LinkedIn is the only organization I know of, public or private, that has the data to study long-term career outcomes of education in a broad and meaningful way. Nobody else comes close. Not even the government. Their data set is enormous, fairly comprehensive, and probably reasonably accurate. Which also means that they are increasingly in a position to recommend colleges, majors, and individual courses and competencies. An acquisition like Lynda.com gives them an ability to sell an add-on service – “People who are in your career track advanced faster when they took a course like this one, which is available to you for only X dollars” – but it also feeds their data set. Right now, schools are not reporting individual courses to the company, and it’s really too much to expect individuals to fill out comprehensive lists of courses that they took. The more that LinkedIn can capture that information automatically, the more the company can start searching for evidence that enables them to reliably make more fine-grained recommendations to job seekers (like which skills or competencies they should acquire) as well as to employers (like what kinds of credentials to look for in a job candidate).

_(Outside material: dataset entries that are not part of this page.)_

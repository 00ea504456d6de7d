use clap::{Parser, Subcommand};
use std::path::PathBuf;

#[derive(Parser)]
#[command(name = "caw", about = "Peer change awareness for your editor", version)]
pub struct Cli {
    /// Output in JSON format
    #[arg(long, global = true)]
    pub json: bool,

    /// Suppress human-readable output
    #[arg(long, global = true)]
    pub quiet: bool,

    /// Directory holding the local service sockets
    #[arg(long, global = true)]
    pub socket_root: Option<PathBuf>,

    /// Config file (default: <config dir>/caw/config.toml)
    #[arg(long, global = true)]
    pub config: Option<PathBuf>,

    /// Session ID to use instead of a fresh one
    #[arg(long, global = true)]
    pub session: Option<String>,

    /// Log level (trace, debug, info, warn, error)
    #[arg(long, global = true, default_value = "warn")]
    pub log_level: String,

    #[command(subcommand)]
    pub command: Command,
}

#[derive(Subcommand)]
pub enum Command {
    /// Check the connection to the local service
    Status,

    /// Show lines changed by peers in a file
    ActivePath {
        /// File inside a repository
        file: PathBuf,
    },

    /// Reposition line markers across edits, offline
    Shift {
        /// Line numbers, comma separated
        #[arg(long, value_delimiter = ',', required = true)]
        lines: Vec<u32>,

        /// Edit as LINE:LEN:REPLACE_LEN (repeatable, applied in order)
        #[arg(long = "edit")]
        edits: Vec<String>,
    },

    /// Print events pushed by the local service until interrupted
    Watch {
        /// Also keep this file's markers fresh and print them
        #[arg(long)]
        file: Option<PathBuf>,
    },
}
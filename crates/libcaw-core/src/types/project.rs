use std::collections::{BTreeMap, BTreeSet};
use std::path::Path;

use serde::{Deserialize, Serialize};

use super::edit::EditBlock;
use crate::shift::shift_lines;

/// One peer's changed lines for one file, against one commit
#[derive(Debug, Clone, PartialEq, Eq, Serialize, Deserialize)]
pub struct PeerReport {
    /// Peer (user) ID
    #[serde(alias = "peerId", alias = "user")]
    pub peer: String,
    /// Commit the lines were computed against
    #[serde(alias = "commitId", alias = "s")]
    pub sha: String,
    /// 1-indexed changed line numbers
    #[serde(default, alias = "l")]
    pub lines: Vec<u32>,
}

impl PeerReport {
    pub fn new(peer: impl Into<String>, sha: impl Into<String>, lines: Vec<u32>) -> Self {
        Self {
            peer: peer.into(),
            sha: sha.into(),
            lines,
        }
    }
}

/// Changed line numbers per commit ID, for a single file.
///
/// Lines are always >= 1, deduplicated and ascending. Commit IDs remember
/// the order in which they were first seen so capping is deterministic.
#[derive(Debug, Clone, Default, PartialEq, Eq, Serialize, Deserialize)]
#[serde(
    from = "BTreeMap<String, Vec<u32>>",
    into = "BTreeMap<String, Vec<u32>>"
)]
pub struct ChangeSet {
    lines: BTreeMap<String, BTreeSet<u32>>,
    seen: Vec<String>,
}

impl ChangeSet {
    pub fn new() -> Self {
        Self::default()
    }

    /// Add lines for a commit. Line 0 is not a valid line and is ignored.
    pub fn insert(&mut self, sha: &str, lines: impl IntoIterator<Item = u32>) {
        if !self.lines.contains_key(sha) {
            self.seen.push(sha.to_string());
        }
        let entry = self.lines.entry(sha.to_string()).or_default();
        entry.extend(lines.into_iter().filter(|&l| l >= 1));
    }

    /// Replace the lines stored for a commit, keeping its seen position
    pub fn replace(&mut self, sha: &str, lines: impl IntoIterator<Item = u32>) {
        if let Some(entry) = self.lines.get_mut(sha) {
            entry.clear();
        }
        self.insert(sha, lines);
    }

    pub fn remove(&mut self, sha: &str) -> Option<Vec<u32>> {
        let removed = self.lines.remove(sha)?;
        self.seen.retain(|s| s != sha);
        Some(removed.into_iter().collect())
    }

    /// Lines for a commit, ascending
    pub fn get(&self, sha: &str) -> Option<Vec<u32>> {
        self.lines.get(sha).map(|l| l.iter().copied().collect())
    }

    /// Commit IDs in first-seen order
    pub fn commits(&self) -> impl Iterator<Item = &str> {
        self.seen.iter().map(String::as_str)
    }

    pub fn len(&self) -> usize {
        self.lines.len()
    }

    pub fn is_empty(&self) -> bool {
        self.lines.is_empty()
    }

    /// Union of the lines across all commits
    pub fn all_lines(&self) -> Vec<u32> {
        let union: BTreeSet<u32> = self.lines.values().flatten().copied().collect();
        union.into_iter().collect()
    }

    /// Drop the oldest-seen commits until at most `max` remain.
    /// Returns the dropped commit IDs, oldest first.
    pub fn cap(&mut self, max: usize) -> Vec<String> {
        let excess = self.seen.len().saturating_sub(max);
        let dropped: Vec<String> = self.seen.drain(..excess).collect();
        for sha in &dropped {
            self.lines.remove(sha);
        }
        dropped
    }

    /// Merge another change set into this one. Commits new to `self` are
    /// seen after the existing ones.
    pub fn merge(&mut self, other: &ChangeSet) {
        for sha in other.commits() {
            if let Some(lines) = other.lines.get(sha) {
                self.insert(sha, lines.iter().copied());
            }
        }
    }

    /// Reposition every commit's markers across a sequence of edits
    pub fn apply_edits(&mut self, edits: &[EditBlock]) {
        if edits.is_empty() {
            return;
        }
        for lines in self.lines.values_mut() {
            let current: Vec<u32> = lines.iter().copied().collect();
            *lines = shift_lines(&current, edits).into_iter().collect();
        }
    }

    pub fn to_map(&self) -> BTreeMap<String, Vec<u32>> {
        self.lines
            .iter()
            .map(|(sha, lines)| (sha.clone(), lines.iter().copied().collect()))
            .collect()
    }
}

impl From<BTreeMap<String, Vec<u32>>> for ChangeSet {
    fn from(map: BTreeMap<String, Vec<u32>>) -> Self {
        let mut set = ChangeSet::new();
        for (sha, lines) in map {
            set.insert(&sha, lines);
        }
        set
    }
}

impl From<ChangeSet> for BTreeMap<String, Vec<u32>> {
    fn from(set: ChangeSet) -> Self {
        set.to_map()
    }
}

/// A repository as reported by the local service for the active file.
///
/// `changes` holds the raw peer reports per relative path; `change_sets`
/// holds the aggregated markers the editor shows.
#[derive(Debug, Clone, Default, Serialize, Deserialize)]
pub struct Project {
    #[serde(default)]
    pub name: String,
    pub root: String,
    #[serde(default)]
    pub origin: String,
    #[serde(default, skip_serializing_if = "Option::is_none")]
    pub branch: Option<String>,
    #[serde(default)]
    pub branches: Vec<String>,
    #[serde(default, skip_serializing_if = "Option::is_none")]
    pub head: Option<String>,
    /// Common ancestor commit shared with peers
    #[serde(rename = "cSHA", default, skip_serializing_if = "Option::is_none")]
    pub c_sha: Option<String>,
    #[serde(rename = "activePath", default, skip_serializing_if = "Option::is_none")]
    pub active_path: Option<String>,
    #[serde(default)]
    pub changes: BTreeMap<String, Vec<PeerReport>>,
    #[serde(skip)]
    pub change_sets: BTreeMap<String, ChangeSet>,
}

impl Project {
    /// Path of `path` relative to the project root, if it lies inside it
    pub fn relative_path(&self, path: &str) -> Option<String> {
        let rel = Path::new(path).strip_prefix(&self.root).ok()?;
        Some(rel.to_string_lossy().into_owned())
    }

    pub fn change_set(&self, rel_path: &str) -> Option<&ChangeSet> {
        self.change_sets.get(rel_path)
    }

    pub fn change_set_mut(&mut self, rel_path: &str) -> &mut ChangeSet {
        self.change_sets.entry(rel_path.to_string()).or_default()
    }

    pub fn set_change_set(&mut self, rel_path: &str, set: ChangeSet) {
        self.change_sets.insert(rel_path.to_string(), set);
    }

    /// Relative paths with peer reports or markers
    pub fn files(&self) -> BTreeSet<&str> {
        self.changes
            .keys()
            .chain(self.change_sets.keys())
            .map(String::as_str)
            .collect()
    }
}
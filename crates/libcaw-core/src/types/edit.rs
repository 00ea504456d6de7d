use serde::{Deserialize, Serialize};

/// A run of `len` lines following `line` (1-indexed)
#[derive(Debug, Clone, Copy, PartialEq, Eq, Serialize, Deserialize)]
pub struct LineRange {
    pub line: u32,
    pub len: u32,
}

/// A document mutation: `range.len` lines removed after `range.line`,
/// `replace_len` lines inserted in their place.
///
/// `len == 0` is a pure insert, `replace_len == 0` a pure delete.
#[derive(Debug, Clone, Copy, PartialEq, Eq, Serialize, Deserialize)]
pub struct EditBlock {
    pub range: LineRange,
    #[serde(rename = "replaceLen")]
    pub replace_len: u32,
}

impl EditBlock {
    pub fn new(line: u32, len: u32, replace_len: u32) -> Self {
        Self {
            range: LineRange { line, len },
            replace_len,
        }
    }

    pub fn insert(line: u32, count: u32) -> Self {
        Self::new(line, 0, count)
    }

    pub fn delete(line: u32, count: u32) -> Self {
        Self::new(line, count, 0)
    }

    /// Net change in document length
    pub fn delta(&self) -> i64 {
        i64::from(self.replace_len) - i64::from(self.range.len)
    }

    /// Build a block from an editor content change.
    ///
    /// Positions are zero-indexed, as editors report them. A change that
    /// starts at column 0 with an empty column span lands "after" the
    /// previous line, so its block line is one less.
    pub fn from_text_change(
        start_line: u32,
        start_char: u32,
        end_line: u32,
        end_char: u32,
        text: &str,
    ) -> Self {
        let at_line_start = start_char == 0 && end_char == 0;
        let line = start_line + 1 - u32::from(at_line_start);
        let len = end_line.saturating_sub(start_line);
        Self::new(line, len, count_line_breaks(text))
    }
}

/// Count line breaks, treating `\r\n` as a single break
fn count_line_breaks(text: &str) -> u32 {
    let mut count = 0;
    let mut chars = text.chars().peekable();
    while let Some(c) = chars.next() {
        match c {
            '\n' => count += 1,
            '\r' => {
                if chars.peek() == Some(&'\n') {
                    chars.next();
                }
                count += 1;
            }
            _ => {}
        }
    }
    count
}

/// Range part of a [`DiffBlock`], carrying the replacement lines
#[derive(Debug, Clone, PartialEq, Eq, Serialize, Deserialize)]
pub struct DiffRange {
    pub line: u32,
    pub len: u32,
    #[serde(default)]
    pub content: Vec<String>,
}

/// A peer change to be materialised in the editor.
///
/// The editor collaborator applies the content; the core only uses the
/// block to reposition markers.
#[derive(Debug, Clone, PartialEq, Eq, Serialize, Deserialize)]
pub struct DiffBlock {
    pub range: DiffRange,
    #[serde(rename = "replaceLen")]
    pub replace_len: u32,
}

impl DiffBlock {
    pub fn edit_block(&self) -> EditBlock {
        EditBlock::new(self.range.line, self.range.len, self.replace_len)
    }

    pub fn content(&self) -> &[String] {
        &self.range.content
    }

    pub fn is_insert(&self) -> bool {
        self.range.len == 0 && self.replace_len > 0
    }

    pub fn is_delete(&self) -> bool {
        self.replace_len == 0
    }
}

Will the data actually provide credible evidence to make such recommendations? I don’t know. But if it does, LinkedIn is really the only organization that’s in a position to find that evidence right now. This is the enormous implication of the Lynda.com acquisition that the press has mostly missed, and it’s also one reason of many why Pando Daily’s angle on the acquisition – “Did LinkedIn’s acquisition of Lynda just kill the ed tech space?” – is a laughable piece of link bait garbage.
LinkedIn may well be at the very center of the “employability narrative” trend, and the acquisition of Lynda.com certainly underscores the importance of “skills training” as ongoing professional development and, as Feldstein notes, as signalling. As such, LinkedIn is helping to push for a changing notion of credentialing as well. (More on that in the next post in this series.)
Oh and some fun trivia for Marco Rubio: LinkedIn co-founder Reid Hoffman has a master’s degree in philosophy.